- WHAT YOU NEED TO DO -
Please look for the string "only" below and report every line in which it occurs.
+++ INPUT DATA +++
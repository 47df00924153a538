//! Configuration for the two-tier [`Cache`](crate::Cache).
//!
//! A cache owns a memory tier bounded by `max_elements_in_memory` and, when
//! `overflow_to_disk` is set, a disk tier configured by the nested
//! [`DiskStoreConfig`]. Default expiry settings (`eternal`, `time_to_live`,
//! `time_to_idle`) are stamped onto elements created through
//! [`Cache::put_value`](crate::Cache::put_value).
//!
//! # Examples
//!
//! ```
//! use spoolcache::config::CacheConfig;
//! use spoolcache::EvictionPolicy;
//! use std::time::Duration;
//!
//! let config = CacheConfig::new("catalog", 1_000)
//!     .with_memory_eviction_policy(EvictionPolicy::Lru)
//!     .with_time_to_live(Duration::from_secs(300))
//!     .with_overflow_to_disk(true);
//!
//! assert_eq!(config.disk.name, "catalog");
//! assert!(config.disk.is_auto_generated());
//! ```

use super::disk::DiskStoreConfig;
use crate::concurrent::DEFAULT_NUMBER_OF_MUTEXES;
use crate::policy::EvictionPolicy;
use core::fmt;
use std::path::PathBuf;
use std::time::Duration;

/// Configuration for a [`Cache`](crate::Cache).
#[derive(Clone)]
pub struct CacheConfig {
    /// Cache name, also the default disk store name.
    pub name: String,
    /// Capacity of the memory tier. `0` sends every element straight through
    /// to the disk tier (or evicts it when there is none).
    pub max_elements_in_memory: usize,
    /// How the memory tier picks eviction victims.
    pub memory_eviction_policy: EvictionPolicy,
    /// Whether memory evictions spill into a disk tier.
    pub overflow_to_disk: bool,
    /// Whether elements created by the cache never expire.
    pub eternal: bool,
    /// Default time-to-live; zero for none.
    pub time_to_live: Duration,
    /// Default time-to-idle; zero for none.
    pub time_to_idle: Duration,
    /// Number of stripes guarding per-key compound operations. Must be a
    /// non-zero power of two.
    pub lock_stripes: usize,
    /// Disk tier settings, used only when `overflow_to_disk` is set.
    pub disk: DiskStoreConfig,
}

impl CacheConfig {
    /// Creates a memory-only LFU cache configuration whose disk tier, if
    /// enabled later, lives in an auto-generated directory.
    pub fn new(name: impl Into<String>, max_elements_in_memory: usize) -> Self {
        let name = name.into();
        Self {
            disk: DiskStoreConfig::in_auto_generated_directory(name.clone()),
            name,
            max_elements_in_memory,
            memory_eviction_policy: EvictionPolicy::Lfu,
            overflow_to_disk: false,
            eternal: false,
            time_to_live: Duration::ZERO,
            time_to_idle: Duration::ZERO,
            lock_stripes: DEFAULT_NUMBER_OF_MUTEXES,
        }
    }

    /// Sets the memory tier's eviction policy.
    #[must_use]
    pub fn with_memory_eviction_policy(mut self, policy: EvictionPolicy) -> Self {
        self.memory_eviction_policy = policy;
        self
    }

    /// Enables or disables the disk tier.
    #[must_use]
    pub fn with_overflow_to_disk(mut self, overflow: bool) -> Self {
        self.overflow_to_disk = overflow;
        self
    }

    /// Marks elements as eternal for both tiers.
    #[must_use]
    pub fn with_eternal(mut self, eternal: bool) -> Self {
        self.eternal = eternal;
        self.disk.eternal = eternal;
        self
    }

    /// Sets the default time-to-live.
    #[must_use]
    pub fn with_time_to_live(mut self, ttl: Duration) -> Self {
        self.time_to_live = ttl;
        self
    }

    /// Sets the default time-to-idle.
    #[must_use]
    pub fn with_time_to_idle(mut self, tti: Duration) -> Self {
        self.time_to_idle = tti;
        self
    }

    /// Sets the number of lock stripes.
    #[must_use]
    pub fn with_lock_stripes(mut self, stripes: usize) -> Self {
        self.lock_stripes = stripes;
        self
    }

    /// Moves the disk tier into `path`.
    #[must_use]
    pub fn with_disk_path(mut self, path: impl Into<PathBuf>) -> Self {
        self.disk.disk_path = path.into();
        self
    }

    /// Replaces the disk tier settings wholesale.
    #[must_use]
    pub fn with_disk(mut self, disk: DiskStoreConfig) -> Self {
        self.disk = disk;
        self
    }
}

impl fmt::Debug for CacheConfig {
    fn fmt(&self, f: &mut fmt::Formatter<'_>) -> fmt::Result {
        f.debug_struct("CacheConfig")
            .field("name", &self.name)
            .field("max_elements_in_memory", &self.max_elements_in_memory)
            .field("memory_eviction_policy", &self.memory_eviction_policy)
            .field("overflow_to_disk", &self.overflow_to_disk)
            .field("eternal", &self.eternal)
            .field("time_to_live", &self.time_to_live)
            .field("time_to_idle", &self.time_to_idle)
            .field("lock_stripes", &self.lock_stripes)
            .field("disk", &self.disk)
            .finish()
    }
}

#[cfg(test)]
mod tests {
    use super::*;

    #[test]
    fn test_cache_config_creation() {
        let config = CacheConfig::new("products", 500);
        assert_eq!(config.name, "products");
        assert_eq!(config.max_elements_in_memory, 500);
        assert_eq!(config.memory_eviction_policy, EvictionPolicy::Lfu);
        assert!(!config.overflow_to_disk);
        assert_eq!(config.lock_stripes, 2048);
        assert_eq!(config.disk.name, "products");
    }

    #[test]
    fn test_cache_config_eternal_reaches_disk_tier() {
        let config = CacheConfig::new("static", 10).with_eternal(true);
        assert!(config.eternal);
        assert!(config.disk.eternal);
    }

    #[test]
    fn test_cache_config_disk_path() {
        let config = CacheConfig::new("c", 10).with_disk_path("/srv/cache");
        assert_eq!(config.disk.disk_path, PathBuf::from("/srv/cache"));
        assert!(!config.disk.is_auto_generated());
    }
}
+++
- EXERCISE SOLUTION -
    /// Disk tier settings, used only when `overflow_to_disk` is set.
    /// Creates a memory-only LFU cache configuration whose disk tier, if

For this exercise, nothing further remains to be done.